Deepfake is worse than fake news


The present sex video scandal is a preamble for more scary things to come. 

IMAGINE the unthinkable: Someone of substance in the Chinese community saying something deeply racist on video about the death of a Malay policeman in the aftermath of a racial skirmish in Kuala Lumpur.

In times when tension runs high and irrationality prevails, anything can happen.

The unfortunate thing is that the particular individual did not say those words. Such a perfect storm is the product of a doctored video.

In 2015, a black man, Freddie Gray, died while in Baltimore’s police custody. The city’s black community was incensed.

Recently, Danielle Citron, a professor of law at the University of Maryland, provided a hypothetical scenario: Imagine if the chief of police at the time was saying something racist.

“The place would’ve exploded,” she opined.

Luckily, deepfake wasn’t there yet.

According to Wikipedia, deepfake is simply a technique for human image synthesis using Artificial Intelligence (AI). The idea is to combine and superimpose existing images or videos to achieve manipulated new images or videos.

Fake videos can be easily created. It used to be the work of experts but no more. Anyone can create their own doctored images and post them on social media.

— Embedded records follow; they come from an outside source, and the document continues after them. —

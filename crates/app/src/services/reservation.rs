//! Reservation attempt — one full pass through the booking form for a duration.

use std::time::Duration;

use chrono::NaiveDate;
use courtbook_domain::attempt::{AttemptOutcome, AttemptResult};
use courtbook_domain::calendar::format_form_date;
use courtbook_domain::error::CourtBookError;
use courtbook_domain::request::DurationPlan;
use courtbook_domain::run_log::RunLog;
use courtbook_domain::slot::{PreferredTimes, SlotOutcome};

use crate::ports::{Clock, Page};
use crate::services::slot_selector::{DEFAULT_SLOT_TIMEOUT, SlotSelector};
use crate::services::{note, session};
use crate::site;

pub const SUCCESS_MESSAGE: &str = "Reservation successful!";
pub const NOT_CONFIRMED_MESSAGE: &str = "Reservation failed: Confirm button not found. Either you have already booked or no slots available.";

/// Bounded waits for the optional affordances of an attempt.
#[derive(Debug, Clone, Copy)]
pub struct AttemptTimeouts {
    /// Per time link.
    pub slot: Duration,
    /// For the "Confirm" button after a slot is clicked.
    pub confirm: Duration,
    /// For acknowledgment dialogs and the log out link.
    pub dismiss: Duration,
}

impl Default for AttemptTimeouts {
    fn default() -> Self {
        Self {
            slot: DEFAULT_SLOT_TIMEOUT,
            confirm: Duration::from_secs(2),
            dismiss: Duration::from_secs(2),
        }
    }
}

/// Drives one search-select-confirm pass.
pub struct ReservationAttempt<C> {
    clock: C,
    selector: SlotSelector<C>,
    timeouts: AttemptTimeouts,
}

impl<C: Clock + Clone> ReservationAttempt<C> {
    /// Create a new attempt runner.
    pub fn new(clock: C, timeouts: AttemptTimeouts) -> Self {
        Self {
            selector: SlotSelector::new(clock.clone(), timeouts.slot),
            clock,
            timeouts,
        }
    }

    /// Search `target_date` for `duration_minutes` and book the first
    /// preferred time offered.
    ///
    /// # Errors
    ///
    /// Returns [`CourtBookError::Driver`] when a mandatory form step fails;
    /// the page is then in an unknown state and the run should stop.
    #[tracing::instrument(skip(self, page, preferred, log))]
    pub async fn attempt<P: Page>(
        &self,
        page: &P,
        target_date: NaiveDate,
        duration_minutes: u16,
        preferred: &PreferredTimes,
        log: &mut RunLog,
    ) -> Result<AttemptResult, CourtBookError> {
        let date = format_form_date(target_date);
        let duration = DurationPlan::label(duration_minutes);
        note(
            log,
            &self.clock,
            format!("Searching courts on {date} for {duration}"),
        );

        self.fill_search(page, &date, &duration).await?;

        let outcome = match self.selector.select(page, preferred, log).await? {
            SlotOutcome::Selected { time } => self.confirm(page, time, log).await?,
            other => other.into(),
        };

        Ok(AttemptResult {
            duration_minutes,
            outcome,
        })
    }

    async fn fill_search<P: Page>(
        &self,
        page: &P,
        date: &str,
        duration: &str,
    ) -> Result<(), CourtBookError> {
        page.click(&site::reserve_link()).await?;

        page.click(&site::default_category()).await?;
        page.click(&site::component_option()).await?;
        page.click(&site::default_surface()).await?;
        page.click(&site::surface_option()).await?;

        page.click(&site::time_from_toggle()).await?;
        page.click(&site::time_from_option()).await?;
        page.click(&site::time_to_toggle()).await?;
        page.click(&site::time_to_option()).await?;

        page.fill(&site::date_field(), date).await?;
        page.click(&site::duration_option(duration)).await?;

        page.click(&site::search_button()).await
    }

    async fn confirm<P: Page>(
        &self,
        page: &P,
        time: String,
        log: &mut RunLog,
    ) -> Result<AttemptOutcome, CourtBookError> {
        let confirm = site::confirm_button();
        if !page
            .wait_visible(&confirm, self.timeouts.confirm)
            .await?
            .is_found()
        {
            note(log, &self.clock, NOT_CONFIRMED_MESSAGE);
            self.dismiss(page).await?;
            return Ok(AttemptOutcome::NotConfirmed { time });
        }

        page.click(&confirm).await?;
        note(log, &self.clock, SUCCESS_MESSAGE);
        self.wrap_up(page, log).await;
        Ok(AttemptOutcome::Success { time })
    }

    /// Dismiss the acknowledgment and log out after a booking. The booking
    /// stands whatever happens here.
    async fn wrap_up<P: Page>(&self, page: &P, log: &mut RunLog) {
        if let Err(err) = self.dismiss(page).await {
            tracing::warn!(error = %err, "failed to dismiss acknowledgment after booking");
        }
        match session::logout(page, self.timeouts.dismiss).await {
            Ok(true) => note(log, &self.clock, "Logged out"),
            Ok(false) => {}
            Err(err) => tracing::warn!(error = %err, "failed to log out after booking"),
        }
    }

    async fn dismiss<P: Page>(&self, page: &P) -> Result<(), CourtBookError> {
        let lookup = page
            .click_within(&site::acknowledge_button(), self.timeouts.dismiss)
            .await?;
        tracing::debug!(?lookup, "acknowledgment dialog");
        Ok(())
    }
}

#[cfg(test)]
mod tests {
    use super::*;
    use crate::services::testing::{FixedClock, ScriptedPage};
    use courtbook_domain::calendar::DayKind;

    fn runner() -> ReservationAttempt<FixedClock> {
        ReservationAttempt::new(
            FixedClock::at(2026, 10, 17, 11, 0),
            AttemptTimeouts::default(),
        )
    }

    fn target() -> NaiveDate {
        NaiveDate::from_ymd_opt(2026, 10, 24).unwrap()
    }

    fn weekend() -> PreferredTimes {
        PreferredTimes::for_day(DayKind::Weekend)
    }

    #[tokio::test]
    async fn should_fill_form_in_order_then_confirm() {
        let page = ScriptedPage::default().with_slots("120 Min", &["9:00am"]);
        let mut log = RunLog::new();

        let result = runner()
            .attempt(&page, target(), 120, &weekend(), &mut log)
            .await
            .unwrap();

        assert_eq!(
            result,
            AttemptResult {
                duration_minutes: 120,
                outcome: AttemptOutcome::Success {
                    time: "9:00am".to_string()
                },
            }
        );
        assert_eq!(
            page.actions(),
            vec![
                "link \"Reserve a Court\"",
                "css \"a\" with text \"Racquetball\"",
                "text \"Tennis\" within \"#component_chosen\"",
                "css \"a\" with text \"All Surfaces\"",
                "text \"Pickleball\" within \"#surface_chosen\"",
                "css \"#timeFrom_chosen a\"",
                "text \"12:00 AM\" within \"#timeFrom_chosen\"",
                "css \"#timeTo_chosen a\"",
                "text \"11:00 PM\" within \"#timeTo_chosen\"",
                "fill css \"#date\" with \"10/24/2026\"",
                "text \"120 Min\"",
                "button \"Search\"",
                "link \"9:00am\"",
                "button \"Confirm\"",
                "button \"Ok\"",
                "link \"Log Out\"",
            ]
        );
        assert_eq!(page.confirmed(), 1);
        assert_eq!(
            log.messages().filter(|m| *m == SUCCESS_MESSAGE).count(),
            1
        );
    }

    #[tokio::test]
    async fn should_not_confirm_when_no_preferred_time_matches() {
        let page = ScriptedPage::default().with_slots("120 Min", &["1:00pm"]);

        let result = runner()
            .attempt(&page, target(), 120, &weekend(), &mut RunLog::new())
            .await
            .unwrap();

        assert_eq!(result.outcome, AttemptOutcome::NoMatchingPreferredTime);
        assert_eq!(page.confirmed(), 0);
        assert!(!page.actions().iter().any(|a| a == "button \"Confirm\""));
    }

    #[tokio::test]
    async fn should_report_no_slot_available_on_explicit_message() {
        let page = ScriptedPage::default().with_no_availability("90 Min");

        let result = runner()
            .attempt(&page, target(), 90, &weekend(), &mut RunLog::new())
            .await
            .unwrap();

        assert_eq!(result.outcome, AttemptOutcome::NoSlotAvailable);
        assert_eq!(result.duration_minutes, 90);
    }

    #[tokio::test]
    async fn should_fail_when_confirm_button_never_shows() {
        let page = ScriptedPage::default()
            .with_slots("120 Min", &["8:00am"])
            .without_confirm();
        let mut log = RunLog::new();

        let result = runner()
            .attempt(&page, target(), 120, &weekend(), &mut log)
            .await
            .unwrap();

        assert_eq!(
            result.outcome,
            AttemptOutcome::NotConfirmed {
                time: "8:00am".to_string()
            }
        );
        assert!(!result.is_success());
        assert!(log.messages().any(|m| m == NOT_CONFIRMED_MESSAGE));
        assert_eq!(page.actions().last().map(String::as_str), Some("button \"Ok\""));
    }

    #[tokio::test]
    async fn should_keep_booking_when_acknowledgment_click_fails() {
        let page = ScriptedPage::default()
            .with_slots("120 Min", &["9:00am"])
            .broken_at(site::acknowledge_button());
        let mut log = RunLog::new();

        let result = runner()
            .attempt(&page, target(), 120, &weekend(), &mut log)
            .await
            .unwrap();

        assert!(result.is_success());
        assert_eq!(page.confirmed(), 1);
        assert_eq!(
            log.messages().filter(|m| *m == SUCCESS_MESSAGE).count(),
            1
        );
        assert!(log.messages().any(|m| m == "Logged out"));
    }

    #[tokio::test]
    async fn should_keep_booking_when_log_out_click_fails() {
        let page = ScriptedPage::default()
            .with_slots("120 Min", &["9:00am"])
            .broken_at(site::log_out_link());
        let mut log = RunLog::new();

        let result = runner()
            .attempt(&page, target(), 120, &weekend(), &mut log)
            .await
            .unwrap();

        assert_eq!(
            result.outcome,
            AttemptOutcome::Success {
                time: "9:00am".to_string()
            }
        );
        assert_eq!(page.confirmed(), 1);
        assert!(!log.messages().any(|m| m == "Logged out"));
    }

    #[tokio::test]
    async fn should_abort_when_a_mandatory_step_fails() {
        let page = ScriptedPage::default().broken_at(site::surface_option());

        let result = runner()
            .attempt(&page, target(), 120, &weekend(), &mut RunLog::new())
            .await;

        assert!(matches!(result, Err(CourtBookError::Driver(_))));
        assert!(!page.actions().iter().any(|a| a == "button \"Search\""));
    }
}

The current information ecosystem allows that to happen. Forgeries will in fact be automated. As deepfake becomes more sophisticated it is believed that even forensic technologies used so far to detect digital forgeries will not be able to do much. And considering the gullibility of most media platforms users, it will create discord and tension as never before in societies.

The world of creative content has adopted various technologies to place actors where they weren’t or even to allow them to act alongside deceased celebrities.

Computer generated images (CGI) made possible the visual treats and cinematic splendour never before imagined by filmmakers.

Back in the days of the making of Ben Hur (1959) or Spartacus (1960), directors needed thousands of extras to look like an army of thousands. To depict 70,000-strong spectators at Wembley during Live Aid in 1985 for the movie Bohemian Rhapsody (2018), the filmmakers used a few hundred extras and replicated their images. In the Lord of the Rings, those millions of creatures were all computer generated.

But there is more to just mapping actor Oliver Reed’s face in Gladiator (2000) or using Paul Walker’s brother to finish Fast and Furious 6 (2013). Both died before the films were completed.

Deepfake is about videos of President Donald Trump, former president Barack Obama, German Chancellor Angela Merkel, House Speaker Nancy Pelosi, actress Scarlett Johansson and Mark Zuckerberg (yes, him too!) saying or doing things they don’t do or say.

Johansson has somewhat accepted the fact that she has to pay a heavy price for her fame.

Her images have been used in various pornographic videos, none of which is genuine.

She has resigned to the fact that it is almost impossible to fight it. After all her public image has not been overly affected by the fake porn. But she has reasons to worry about “the threat to women of lesser prominence who could have their reputations damaged because of that”.

Some argued that the social media is already weakening the fabric of democratic societies. Social media platforms are now being weaponised. It has become a weapon of mass destruction.

Deepfake can be worse than fake news. We are entering a new world of forgery sophistication that will make gadgets from Mission Impossible and James Bond movies merely children’s toys. The impact on society is corrosive to say the least. The social and political ramifications can be staggering.

Politics is getting uglier even in Malaysia. It is high noon for purveyors of hate and misinformation.

For now people are debating the authenticity of the videos involving Datuk Seri Azmin Ali. The nation is engulfed in a furious debate on gutter politics, ethics of politicians, even the future of politics.

Most Malaysians want to move on but alas, politicians (on both sides of the political divide) have only themselves to be blamed for their alleged misdemeanours or lack of ethics. The Azmin video clips for what it’s worth is only a preamble for more scary things to come.

Deepfake will further test the integrity and fairness of the political system. With deepfake, politics will never be the same again. Brace yourself for the worse.

The US Congress is taking deepfake seriously. At a House of Intelligence Committee hearing recently, a top Democrat warned of deepfake videos that could have a disastrous effect on American politics, especially with the 2020 presidential election just around the corner.

We should take note of the dangers too.

Johan Jaaffar was a journalist, editor and for some years chairman of a media company, and is passionate about all things literature and the arts. The views expressed here are entirely his own.